Glorot and Bengio proposed that the signal needs to flow properly in both directions: in the foward direction when making predictions, and the reverse direction when backpropagating gradients. For the signal to flow properly, they argue that we need the variance of the outputs of each layer to be equal to the variance of its inputs, and we need the gradients to have equal variance before and after flowing througha layer in the reverse direction. It's not possible to gurantee both, so they proposed a compromise. Connection weights of each layer must be initialized randomly using:

$fan_{avg} = (fan_{in} + fan_{out}) / 2$

|Initialization|Activation Functions|$\sigma^{2}$ (Normal)|
|--------------|:-------------------|:-------------------|
|Glorot |None, tanh, logistic, softmax| $1/fan_{avg}$|
|He|ReLU and variants| $2/fan_{in}$|
|LeCunn|SELU|$1/fan_{in}$|




Replacing $fan_{avg}$ with $fan_{in}$ yields LeCunn initialization. LeCunn and Glorot initialization are equivalent when $fan_{in}$ = $fan_{out}$

By default, Keras uses Glorot with a uniform distribution. Can be changed to He initialization:

In [None]:
keras.layers.Dense(10, activation="relu", kernel_initializer="he_normal")

For He initialization with uniform dist but based on $fan_{avg}$ rather than $fan_{in}$, use `VarianceScaling`:

In [None]:
he_avg_init = keras.initializer.VarianceScaling(scale=2., mode='fan_avg', distribution='uniform')
keras.layers.Dense(10, activation="sigmoid", kernel_initializer=he_avg_init)

### Nonsaturating Activation Functions

Other activation functions (besides sigmoid) work better on Deep Networks. Especially ReLU.

ReLU isn't perfect though. It suffers from *dying ReLUs*: during training, some neurons "die" meaning they stop outputting anything other than 0. A neuron dies when its weights are tweaked in a way that the weighted sum of its inputs are negative for all instances in the training set. When this happens, it keeps outputting zeros, and Gradient Descent does not affect it anymore beacuse the gradient of ReLU is zero when its input is negative. 

**LeakyReLU**

To solve this, use *Leaky ReLU*. Ensures that neurons never die.

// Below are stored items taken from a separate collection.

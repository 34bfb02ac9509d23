//! Query-capable store handle

use std::sync::Arc;
use tracing::debug;

use crate::errors::Result;
use crate::models::Embedder;
use crate::rag::retrieval::{strategy_for, Query, RetrievalStrategy};
use crate::rag::RetrievalConfig;
use crate::store::{ScoredChunk, VectorStore};

/// Store + embedder bound to one `RetrievalConfig`
pub struct Retriever {
    store: Arc<dyn VectorStore>,
    embedder: Arc<dyn Embedder>,
    strategy: Box<dyn RetrievalStrategy>,
    config: RetrievalConfig,
}

impl Retriever {
    pub fn new(
        store: Arc<dyn VectorStore>,
        embedder: Arc<dyn Embedder>,
        config: RetrievalConfig,
    ) -> Self {
        Self {
            strategy: strategy_for(&config),
            store,
            embedder,
            config,
        }
    }

    pub fn config(&self) -> &RetrievalConfig {
        &self.config
    }

    pub fn strategy_name(&self) -> &'static str {
        self.strategy.name()
    }

    /// Embed `text` and return up to `top_k` chunks, best first
    pub async fn retrieve(&self, text: &str) -> Result<Vec<ScoredChunk>> {
        if self.config.top_k == 0 {
            return Ok(Vec::new());
        }

        let query = Query {
            text: text.to_string(),
            embedding: self.embedder.embed_one(text).await?,
        };

        let results = self
            .strategy
            .retrieve(self.store.as_ref(), &query, self.config.top_k)
            .await?;

        debug!(
            strategy = self.strategy.name(),
            hits = results.len(),
            "Retrieved context"
        );
        Ok(results)
    }
}
//! End-to-end query pipeline: retrieve → assemble context → generate

use serde::{Deserialize, Serialize};
use std::fmt;
use std::sync::Arc;
use tracing::info;

use crate::errors::Result;
use crate::models::{ChunkStream, Generator};
use crate::rag::retrieval::RetrievalMode;
use crate::rag::synthesis::{ResponseMode, Synthesizer};
use crate::store::KnowledgeStoreAdapter;

/// Largest accepted `top_k`
pub const MAX_TOP_K: usize = 100;

/// Per-query retrieval settings
#[derive(Debug, Clone, PartialEq, Serialize, Deserialize)]
#[serde(default)]
pub struct RetrievalConfig {
    pub mode: RetrievalMode,
    /// Chunks handed to synthesis
    pub top_k: usize,
    /// Stream the answer when the model supports it
    pub streaming: bool,
    pub response_mode: ResponseMode,
    /// MMR relevance weight in [0, 1]
    pub mmr_lambda: f32,
    /// Candidate pool size, as a multiple of `top_k`, for re-ranking modes
    pub candidate_multiplier: usize,
}

impl Default for RetrievalConfig {
    fn default() -> Self {
        Self {
            mode: RetrievalMode::Default,
            top_k: 5,
            streaming: true,
            response_mode: ResponseMode::Compact,
            mmr_lambda: 0.5,
            candidate_multiplier: 3,
        }
    }
}

/// Answer shape chosen by the engine
pub enum QueryResult {
    /// Ordered text chunks, to be consumed once
    Streaming(ChunkStream),
    /// Whole answer
    Complete(String),
}

impl QueryResult {
    pub fn is_streaming(&self) -> bool {
        matches!(self, QueryResult::Streaming(_))
    }
}

impl fmt::Debug for QueryResult {
    fn fmt(&self, f: &mut fmt::Formatter<'_>) -> fmt::Result {
        match self {
            QueryResult::Streaming(_) => f.write_str("Streaming(..)"),
            QueryResult::Complete(text) => f.debug_tuple("Complete").field(text).finish(),
        }
    }
}

/// Retrieval-augmented query engine
pub struct QueryEngine {
    knowledge: Arc<KnowledgeStoreAdapter>,
    synthesizer: Synthesizer,
}

impl QueryEngine {
    pub fn new(knowledge: Arc<KnowledgeStoreAdapter>, generator: Arc<dyn Generator>) -> Self {
        Self {
            knowledge,
            synthesizer: Synthesizer::new(generator),
        }
    }

    pub fn knowledge(&self) -> &Arc<KnowledgeStoreAdapter> {
        &self.knowledge
    }

    /// Answer `text` using the settings in `config`
    pub async fn query(&self, text: &str, config: &RetrievalConfig) -> Result<QueryResult> {
        let retriever = self.knowledge.as_retriever(config);
        let chunks = retriever.retrieve(text).await?;

        info!(
            mode = %config.mode,
            retrieved = chunks.len(),
            streaming = config.streaming,
            "Answering query"
        );

        self.synthesizer
            .synthesize(text, &chunks, config.response_mode, config.streaming)
            .await
    }
}

#[cfg(test)]
mod tests {
    use super::*;

    #[test]
    fn test_default_config() {
        let config = RetrievalConfig::default();
        assert_eq!(config.mode, RetrievalMode::Default);
        assert_eq!(config.response_mode, ResponseMode::Compact);
        assert!(config.streaming);
        assert_eq!(config.top_k, 5);
    }

    #[test]
    fn test_partial_config_deserializes_with_defaults() {
        let config: RetrievalConfig = toml::from_str("mode = \"global\"\ntop_k = 8").unwrap();
        assert_eq!(config.mode, RetrievalMode::Global);
        assert_eq!(config.top_k, 8);
        assert_eq!(config.mmr_lambda, 0.5);
    }

    #[test]
    fn test_query_result_debug_hides_stream() {
        let result = QueryResult::Complete("hi".to_string());
        assert_eq!(format!("{:?}", result), "Complete(\"hi\")");
        assert!(!result.is_streaming());
    }
}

Defined as:<br>
$LeakyReLU_{\alpha}(z) = max(\alpha z, z)$

$\alpha$ defines how much the function "leaks": it's the slope of the function for z<0 and is typically set to 0.01. 

PReLU also outperforms ReLU in many cases. $\alpha$ is authorized to be learned during training (instead of being a hyperparameter, it becomes a parameter that can be modified by backpropagation like any other parameter)

**ELU**

Outperforms all ReLU variants

![elu_formula](elu_form.png)

![elu](ELU.png)

Main drawback is that it is slower to compute than ReLU (due to the use of exponential function)

**SELU**

scaled variant of ELU. Authors showed that if you build a neural network composed exclusively of a stack of dense layers, and if all hidden layers use the SELU activation function, then the network will *self-normalize*: the output of each layer will tend to preserve a mean of 0 and standard deviation of 1 during training, which solves the vanishing/exploding gradients problem. As a result, it outperforms other activations. However, some conditions must be met for self-normalization to happen:
- Input features must be standardized ($\mu$=0, $\sigma$=1)
- Every hidden layer's weights must be initialized with LeCunn normal initialization. In Keras, `kernel_initializer="lecun_normal"`
- Network architecture must be sequential
- All layers are dense

To use leaky ReLU activation function:

In [None]:
model = keras.models.Sequential([
    [...]
    keras.layer.Dense(10, kernel_initializer='he_normal'),
    keras.layers.LeakyReLU(alpha=0.2),
    [...]
])

For PReLU, replace `LeakyReLU(alpha=0.2)` with `PReLU()`

For SELU:

In [None]:
layer = keras.layers.Dense(10, activation="selu", kernel_initializer="lecun_normal")

### Batch Normalization

Significantly reduces possibility of vanishing/exploding gradients. Consists of adding an operation in the model just before or after the activation function of each hidden layer. This operation zero-centers and normalizes each input, then scales and shifts the result using two new parameter vectors per layer: one for scaling, the other for shifting. I.e., the operation lets the model learn the optimal scale and mean of each of the layer's inputs. 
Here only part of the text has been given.